[Dataset entries]
»»
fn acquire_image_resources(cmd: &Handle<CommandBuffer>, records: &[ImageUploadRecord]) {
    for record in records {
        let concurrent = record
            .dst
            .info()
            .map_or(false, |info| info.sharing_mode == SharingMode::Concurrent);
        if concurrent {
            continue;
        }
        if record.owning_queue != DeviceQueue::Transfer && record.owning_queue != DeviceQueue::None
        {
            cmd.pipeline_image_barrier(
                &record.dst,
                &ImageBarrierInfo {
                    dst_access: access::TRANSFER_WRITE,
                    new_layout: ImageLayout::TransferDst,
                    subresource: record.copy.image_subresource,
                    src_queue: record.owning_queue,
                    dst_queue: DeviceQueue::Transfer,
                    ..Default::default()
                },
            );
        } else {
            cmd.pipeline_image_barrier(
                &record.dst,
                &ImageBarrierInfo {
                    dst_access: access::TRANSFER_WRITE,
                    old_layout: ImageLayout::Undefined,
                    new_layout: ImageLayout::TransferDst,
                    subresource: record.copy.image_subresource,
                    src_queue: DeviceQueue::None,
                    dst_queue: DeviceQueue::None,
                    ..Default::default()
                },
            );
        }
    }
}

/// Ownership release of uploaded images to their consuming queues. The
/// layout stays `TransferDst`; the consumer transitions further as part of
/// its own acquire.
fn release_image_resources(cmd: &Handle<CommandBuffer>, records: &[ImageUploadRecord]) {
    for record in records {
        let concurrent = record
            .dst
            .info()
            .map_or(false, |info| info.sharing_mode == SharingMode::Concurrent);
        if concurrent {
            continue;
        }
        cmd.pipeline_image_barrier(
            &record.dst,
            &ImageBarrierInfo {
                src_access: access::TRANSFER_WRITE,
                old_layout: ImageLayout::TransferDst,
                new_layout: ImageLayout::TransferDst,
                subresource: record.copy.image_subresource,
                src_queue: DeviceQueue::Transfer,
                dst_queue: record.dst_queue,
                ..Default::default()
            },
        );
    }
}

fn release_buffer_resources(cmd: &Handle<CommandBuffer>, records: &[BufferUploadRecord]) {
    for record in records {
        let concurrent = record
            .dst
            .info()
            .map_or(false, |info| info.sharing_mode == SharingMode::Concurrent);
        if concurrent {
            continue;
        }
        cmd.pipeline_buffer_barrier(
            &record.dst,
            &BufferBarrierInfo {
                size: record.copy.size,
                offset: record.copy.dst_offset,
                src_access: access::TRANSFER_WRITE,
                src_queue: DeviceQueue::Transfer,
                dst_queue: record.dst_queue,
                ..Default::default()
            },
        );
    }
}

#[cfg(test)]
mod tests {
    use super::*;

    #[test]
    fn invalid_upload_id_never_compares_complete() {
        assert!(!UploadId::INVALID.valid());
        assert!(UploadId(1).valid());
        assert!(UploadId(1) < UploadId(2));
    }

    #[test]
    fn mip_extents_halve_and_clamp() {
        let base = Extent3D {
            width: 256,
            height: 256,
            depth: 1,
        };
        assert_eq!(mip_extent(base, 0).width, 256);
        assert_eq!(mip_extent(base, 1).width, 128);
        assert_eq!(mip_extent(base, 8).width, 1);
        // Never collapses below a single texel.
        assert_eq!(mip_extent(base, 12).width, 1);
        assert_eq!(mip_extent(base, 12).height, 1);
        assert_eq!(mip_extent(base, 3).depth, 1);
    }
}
««
**Work request**
Gather from the data above every line with the string "Handle".

**Exercise output**
fn acquire_image_resources(cmd: &Handle<CommandBuffer>, records: &[ImageUploadRecord]) {
fn release_image_resources(cmd: &Handle<CommandBuffer>, records: &[ImageUploadRecord]) {
fn release_buffer_resources(cmd: &Handle<CommandBuffer>, records: &[BufferUploadRecord]) {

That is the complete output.